▶ Task directions:
From the entries below, pull out each line where "crate" appears.

[Collected data]

══════════

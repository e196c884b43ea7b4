//! Product configurations (generations)
//!
//! A [`ProductConfiguration`] exclusively owns its property values and links.
//! The mutation hooks here are the only way reconciliation changes a
//! configuration, and every hook is idempotent where that is meaningful.

use crate::association::Link;
use crate::error::ModelError;
use crate::name::QualifiedName;
use crate::property::{Payload, PropertyValue, ValueSet};
use chrono::NaiveDate;
use serde::{Deserialize, Serialize};

/// Dated instance of a product type
///
/// # Invariants
/// - at most one property value per property name
#[derive(Debug, Clone, PartialEq, Eq, Serialize, Deserialize)]
pub struct ProductConfiguration {
    id: QualifiedName,
    product_type: QualifiedName,
    #[serde(default)]
    valid_from: Option<NaiveDate>,
    #[serde(default)]
    values: Vec<PropertyValue>,
    #[serde(default)]
    links: Vec<Link>,
}

impl ProductConfiguration {
    /// Create empty configuration of `product_type`
    #[must_use]
    pub fn new(id: QualifiedName, product_type: QualifiedName) -> Self {
        Self {
            id,
            product_type,
            valid_from: None,
            values: Vec::new(),
            links: Vec::new(),
        }
    }

    /// With generation date
    #[must_use]
    pub fn with_valid_from(mut self, valid_from: NaiveDate) -> Self {
        self.valid_from = Some(valid_from);
        self
    }

    /// Configuration identifier
    #[inline]
    #[must_use]
    pub fn id(&self) -> &QualifiedName {
        &self.id
    }

    /// Name of the product type this configuration instantiates
    #[inline]
    #[must_use]
    pub fn product_type(&self) -> &QualifiedName {
        &self.product_type
    }

    /// Generation date
    #[inline]
    #[must_use]
    pub fn valid_from(&self) -> Option<NaiveDate> {
        self.valid_from
    }

    /// Stored property values in insertion order
    #[inline]
    #[must_use]
    pub fn property_values(&self) -> &[PropertyValue] {
        &self.values
    }

    /// Outbound links in insertion order
    #[inline]
    #[must_use]
    pub fn links(&self) -> &[Link] {
        &self.links
    }

    /// Property value by name
    #[must_use]
    pub fn property_value(&self, name: &str) -> Option<&PropertyValue> {
        self.values.iter().find(|v| v.name == name)
    }

    /// Links instantiating `role`
    pub fn links_for_role<'a>(&'a self, role: &'a str) -> impl Iterator<Item = &'a Link> + 'a {
        self.links.iter().filter(move |l| l.role == role)
    }

    /// Add a property value
    ///
    /// # Errors
    /// Returns error if a value with that name already exists
    pub fn add_property_value(&mut self, value: PropertyValue) -> Result<(), ModelError> {
        if self.property_value(&value.name).is_some() {
            return Err(ModelError::DuplicatePropertyValue {
                configuration: self.id.clone(),
                name: value.name,
            });
        }
        self.values.push(value);
        Ok(())
    }

    /// Remove a property value; removing an absent value is a no-op
    pub fn remove_property_value(&mut self, name: &str) -> Option<PropertyValue> {
        let index = self.values.iter().position(|v| v.name == name)?;
        Some(self.values.remove(index))
    }

    /// Replace the stored value of the same name, keeping its position
    ///
    /// Returns the previous value.
    ///
    /// # Errors
    /// Returns error if no value of that name exists
    pub fn replace_property_value(
        &mut self,
        value: PropertyValue,
    ) -> Result<PropertyValue, ModelError> {
        let slot = self.value_slot(&value.name)?;
        Ok(std::mem::replace(slot, value))
    }

    /// Replace only the payload of a value
    ///
    /// Hook for external editors that keep kind, datatype and value set.
    /// Reconciliation replaces the whole value instead, since a reset also
    /// changes those.
    ///
    /// # Errors
    /// Returns error if no value of that name exists
    pub fn replace_property_value_payload(
        &mut self,
        name: &str,
        payload: Payload,
    ) -> Result<Payload, ModelError> {
        let slot = self.value_slot(name)?;
        Ok(std::mem::replace(&mut slot.payload, payload))
    }

    /// Replace only the value set of a value
    ///
    /// # Errors
    /// Returns error if no value of that name exists
    pub fn set_value_set(&mut self, name: &str, value_set: ValueSet) -> Result<ValueSet, ModelError> {
        let slot = self.value_slot(name)?;
        Ok(std::mem::replace(&mut slot.value_set, value_set))
    }

    /// Add a link
    pub fn add_link(&mut self, link: Link) {
        self.links.push(link);
    }

    /// Remove the first link with `role` pointing to `target`
    pub fn remove_link(&mut self, role: &str, target: &QualifiedName) -> Option<Link> {
        let index = self
            .links
            .iter()
            .position(|l| l.role == role && &l.target == target)?;
        Some(self.links.remove(index))
    }

    /// Re-check the one-value-per-name invariant (e.g. after deserialization)
    ///
    /// # Errors
    /// Returns the first duplicate found
    pub fn check_invariants(&self) -> Result<(), ModelError> {
        for (i, value) in self.values.iter().enumerate() {
            if self.values[..i].iter().any(|v| v.name == value.name) {
                return Err(ModelError::DuplicatePropertyValue {
                    configuration: self.id.clone(),
                    name: value.name.clone(),
                });
            }
        }
        Ok(())
    }

    fn value_slot(&mut self, name: &str) -> Result<&mut PropertyValue, ModelError> {
        let id = &self.id;
        self.values
            .iter_mut()
            .find(|v| v.name == name)
            .ok_or_else(|| ModelError::PropertyValueNotFound {
                configuration: id.clone(),
                name: name.to_string(),
            })
    }
}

══════════

▶ Exercise output:
use crate::association::Link;
use crate::error::ModelError;
use crate::name::QualifiedName;
use crate::property::{Payload, PropertyValue, ValueSet};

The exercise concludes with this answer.